Diagnosis of prostate cancer with an “eNose”: is this real?

For those of you who remember media reports and scientific papers showing that some cancers (prostate cancer included) could be detected, albeit with limited consistency, in urine samples by trained dogs … yes, this is now getting closer to real.

A paper by a Finnish research team (Roine et al.), just published in the Journal of Urology, describes the use of a standard, commercially available “eNose” (click here for more information) to detect the presence of prostate cancer in urine samples from men known to have prostate cancer and men known to have benign prostatic hyperplasia (BPH). A special chamber was developed to allow the eNose to “smell” the air above a specific urine sample: the authors refer to this as the “urine sample headspace” or just the “urine headspace”.

The information in the abstract of this paper is limited, and the authors are careful to describe their study as a “proof of principle” study in a small number of patients, but the full text of the paper clearly reports the following:

  • The study population was a series of consecutive patients referred to a urologist for operative treatment of either prostate cancer or BPH in Tampere, Finland, between March 2011 and November 2012.
  • Patients were divided into cases (50 patients with biopsy proven prostate cancer, all scheduled for robot-assisted laparoscopic prostatectomy) and prostate cancer-free controls (15 patients with BPH, all scheduled for transurethral resection of the prostate or a TURP, whose benign pathology was confirmed post-TURP).
  • Subjects provided a standard morning urine sample before their operation and another sample 3 months after the operation.
  • Researchers performing the measurements were blinded with respect to the clinical status of the patients

The basic result of the study was that — using a form of analysis known as “leave-one-out cross validation” (LOOCV) to model actual diagnostic implementation — the eNose was capable of identifying the presence of prostate cancer with a sensitivity of 78 percent and specificity of 67 percent.

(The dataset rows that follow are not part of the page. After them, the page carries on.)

//! Current weather via wttr.in's one-line format.

use anyhow::{bail, Context};
use reqwest::Client;
use tracing::debug;

use crate::config::WeatherConfig;

pub async fn get_weather(
    client: &Client,
    config: &WeatherConfig,
    city: &str,
) -> anyhow::Result<String> {
    let city = city.trim();
    if city.is_empty() {
        bail!("no city given");
    }

    // wttr.in takes '+' for spaces in the location path
    let url = format!(
        "{}/{}?format=3",
        config.endpoint,
        city.replace(' ', "+")
    );
    debug!("Fetching weather: {url}");

    let resp = client
        .get(&url)
        .send()
        .await
        .with_context(|| format!("weather request for {city} failed"))?;

    if !resp.status().is_success() {
        bail!("weather service returned status {}", resp.status());
    }

    let text = resp.text().await.context("weather response unreadable")?;
    Ok(text.trim().to_string())
}
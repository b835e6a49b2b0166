//! assistant-tools-rs: personal assistant tool service.

mod config;
mod dispatch;
mod mcp_server;
mod notifier;
mod service;
mod store;
mod tools;

use clap::Parser;
use std::path::PathBuf;
use std::sync::Arc;
use tracing::info;
use tracing_subscriber::EnvFilter;

#[derive(Parser, Debug)]
#[command(name = "assistant-tools-rs", about = "Personal assistant tool service")]
struct Args {
    /// Path to config.yaml
    #[arg(short, long)]
    config: Option<PathBuf>,

    /// Dispatch a single command and exit (e.g. --once "weather London")
    #[arg(long)]
    once: Option<String>,

    /// Disable the MCP server for this run
    #[arg(long)]
    no_mcp: bool,

    /// Enable verbose (debug) logging
    #[arg(short, long)]
    verbose: bool,
}

#[tokio::main]
async fn main() -> anyhow::Result<()> {
    let args = Args::parse();

    // Initialize logging (suppress noisy HTTP internals)
    let filter = if args.verbose {
        EnvFilter::new("debug,hyper=info,rmcp=info")
    } else {
        EnvFilter::new("info,hyper=warn,rmcp=warn")
    };
    tracing_subscriber::fmt().with_env_filter(filter).init();

    info!("assistant-tools-rs starting");

    // Load config
    let config = config::Config::load(args.config.as_deref());
    let mcp_enabled = config.mcp.enabled && !args.no_mcp;
    let mcp_port = config.mcp.port;

    let toolbox = Arc::new(tools::Toolbox::new(config));

    // One-shot mode for scripting: dispatch and exit
    if let Some(command) = args.once {
        let reply = dispatch::dispatch(&toolbox, &command).await;
        println!("{reply}");
        return Ok(());
    }

    // Start MCP server (background task)
    if mcp_enabled {
        mcp_server::start_mcp_server(toolbox.clone(), mcp_port).await;
    }

    // Run the console loop
    let service = service::ConsoleService::new(toolbox);
    service.run().await?;

    Ok(())
}
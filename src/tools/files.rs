//! Find-and-read: locate a file by name and return its contents.
//!
//! The search directory can be a spoken phrase ("my downloads folder"); it
//! is mapped to a real path before searching. Reading is a two-step
//! operation — the first call reports the match and asks for confirmation,
//! a second call with `confirm` actually reads.

use std::fs;
use std::io::Read;
use std::path::{Path, PathBuf};

use anyhow::Context;
use tracing::debug;
use walkdir::WalkDir;

/// Default recursion depth for the file search.
pub const DEFAULT_MAX_DEPTH: usize = 5;

/// Character cap when displaying file contents.
const MAX_DISPLAY_CHARS: usize = 4000;

/// Bytes probed when deciding whether a file is text.
const PROBE_BYTES: usize = 512;

/// Map common spoken folder phrases to actual paths. Unrecognized input is
/// taken as a literal path.
pub fn infer_path(phrase: &str) -> PathBuf {
    let phrase = phrase.trim().to_lowercase();
    let home = dirs::home_dir().unwrap_or_else(|| PathBuf::from("."));

    let mappings: &[(&str, PathBuf)] = &[
        ("documents", home.join("Documents")),
        ("downloads", home.join("Downloads")),
        ("desktop", home.join("Desktop")),
        ("pictures", home.join("Pictures")),
        ("music", home.join("Music")),
        ("videos", home.join("Videos")),
        ("home", home.clone()),
        ("user folder", home.clone()),
        ("temp", PathBuf::from("/tmp")),
        ("tmp", PathBuf::from("/tmp")),
        ("root", PathBuf::from("/")),
    ];

    for (key, path) in mappings {
        if phrase.contains(key) {
            return path.clone();
        }
    }
    PathBuf::from(phrase)
}

/// Find a file by exact name under `dir`, up to `max_depth` levels down.
pub fn find_file(filename: &str, dir: &Path, max_depth: usize) -> Option<PathBuf> {
    WalkDir::new(dir)
        .max_depth(max_depth + 1)
        .into_iter()
        .filter_map(|entry| entry.ok())
        .find(|entry| entry.file_type().is_file() && entry.file_name() == filename)
        .map(|entry| entry.into_path())
}

/// Heuristic text check: no NUL bytes and the first chunk decodes as UTF-8
/// (allowing a split code point at the boundary).
pub fn is_text_file(path: &Path) -> bool {
    let mut chunk = [0u8; PROBE_BYTES];
    let Ok(mut file) = fs::File::open(path) else {
        return false;
    };
    let Ok(n) = file.read(&mut chunk) else {
        return false;
    };
    let chunk = &chunk[..n];
    if chunk.contains(&0) {
        return false;
    }
    match std::str::from_utf8(chunk) {
        Ok(_) => true,
        // A multi-byte char may be cut off at the probe boundary
        Err(e) => e.valid_up_to() + 4 > chunk.len() && e.error_len().is_none(),
    }
}

pub fn find_and_read_file(
    filename: &str,
    search_dir: &str,
    max_depth: usize,
    confirm: bool,
) -> anyhow::Result<String> {
    let resolved = infer_path(search_dir);
    debug!(
        "Searching for '{filename}' under {} (depth {max_depth})",
        resolved.display()
    );

    let Some(path) = find_file(filename, &resolved, max_depth) else {
        return Ok(format!(
            "File '{filename}' not found in '{}' (searched up to depth {max_depth}).",
            resolved.display()
        ));
    };

    if !confirm {
        return Ok(format!(
            "File found: {}\n\nDo you want to read this file? \
             If yes, ask again with confirmation.",
            path.display()
        ));
    }

    if !is_text_file(&path) {
        return Ok(format!(
            "File '{}' appears to be binary. Reading as text is not supported.",
            path.display()
        ));
    }

    let content = fs::read_to_string(&path)
        .with_context(|| format!("error reading {}", path.display()))?;

    if content.chars().count() > MAX_DISPLAY_CHARS {
        let truncated: String = content.chars().take(MAX_DISPLAY_CHARS).collect();
        return Ok(format!(
            "File '{}' is too large to display in full. \
             Showing first {MAX_DISPLAY_CHARS} characters:\n\n{truncated}",
            path.display()
        ));
    }

    Ok(format!("File found: {}\n\n{content}", path.display()))
}

#[cfg(test)]
mod tests {
    use super::*;
    use tempfile::TempDir;

    #[test]
    fn spoken_phrases_map_to_paths() {
        assert_eq!(infer_path("tmp"), PathBuf::from("/tmp"));
        assert_eq!(infer_path("the temp folder"), PathBuf::from("/tmp"));
        let home = dirs::home_dir().expect("test needs a home dir");
        assert_eq!(infer_path("my downloads folder"), home.join("Downloads"));
        assert_eq!(infer_path("/opt/data"), PathBuf::from("/opt/data"));
    }

    #[test]
    fn finds_nested_file_within_depth() {
        let dir = TempDir::new().expect("should create tempdir");
        let nested = dir.path().join("a/b");
        fs::create_dir_all(&nested).expect("should create dirs");
        fs::write(nested.join("target.txt"), "hello").expect("should write");

        let found = find_file("target.txt", dir.path(), 5).expect("should find");
        assert!(found.ends_with("a/b/target.txt"));
        assert!(find_file("target.txt", dir.path(), 1).is_none());
    }

    #[test]
    fn binary_files_are_detected() {
        let dir = TempDir::new().expect("should create tempdir");
        let text = dir.path().join("note.txt");
        let binary = dir.path().join("blob.bin");
        fs::write(&text, "plain text").expect("should write");
        fs::write(&binary, [0u8, 159, 146, 150]).expect("should write");

        assert!(is_text_file(&text));
        assert!(!is_text_file(&binary));
    }

    #[test]
    fn read_requires_confirmation() {
        let dir = TempDir::new().expect("should create tempdir");
        fs::write(dir.path().join("note.txt"), "contents here").expect("should write");
        let dir_str = dir.path().to_string_lossy().to_string();

        let first = find_and_read_file("note.txt", &dir_str, 5, false).expect("should reply");
        assert!(first.contains("Do you want to read this file?"));

        let second = find_and_read_file("note.txt", &dir_str, 5, true).expect("should read");
        assert!(second.contains("contents here"));
    }

    #[test]
    fn long_files_are_truncated() {
        let dir = TempDir::new().expect("should create tempdir");
        fs::write(dir.path().join("big.txt"), "x".repeat(5000)).expect("should write");
        let dir_str = dir.path().to_string_lossy().to_string();

        let reply = find_and_read_file("big.txt", &dir_str, 5, true).expect("should read");
        assert!(reply.contains("too large to display in full"));
    }
}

Roine et al. are careful to point out that

  • Their data are based on a small sample size.
  • Most of the cancers were shown, post-surgery, to have a Gleason score of 7, so it was impossible to tell whether a positive eNose finding might be associated with histological aggressiveness of the patients’ cancers.
  • The 15 BPH patients all had a form of this condition sufficient to warrant surgical treatment.

They draw three, simple conclusions from their data:

  • The eNose used in their study is able to discriminate between patients with prostate cancer and patients with BPH using urine headspace.
  • The performance matches that of PSA in previous literature.
  • Results are achieved rapidly and in a completely non-invasive manner.
  • Future studies to enhance current technology and to identify the molecules behind the distinct odors are warranted.

We would note that identifying the molecules associated with the specific “signatures” recorded by the eNose used in this study would, presumably, allow the eNose to identify the presence or absence of these molecules with a much higher degree of accuracy.

Stay tuned. This is starting to look really interesting! It is even possible that this type of technology would be able to distinguish between patients with differing Gleason scores — if it is possible to identify the relevant biochemicals present in patients’ urine with great accuracy.

3 Responses

  1. Really interesting indeed!

    Is there any indication the researchers will soon scale up with a large trial?

    If so, and assuming encouraging results, we may soon see such a test used to help decide whether to have a PSA and DRE, and perhaps the combination of results of eNose and those traditional tests will give us a better way to decide whether a biopsy is warranted.

  2. Jim:

    As implied above, my guess would be that the research team’s first priority is to be able to improve the accuracy of the test by being able to identify the key biochemicals with greater accuracy.

  3. This reminds me of a story Jack Kornfield tells about the Dalai Lama’s Chief Physician. He made grand rounds at a major New York City hospital and accurately identified the condition of a patient by having her pee, whisking her urine and then smelling it!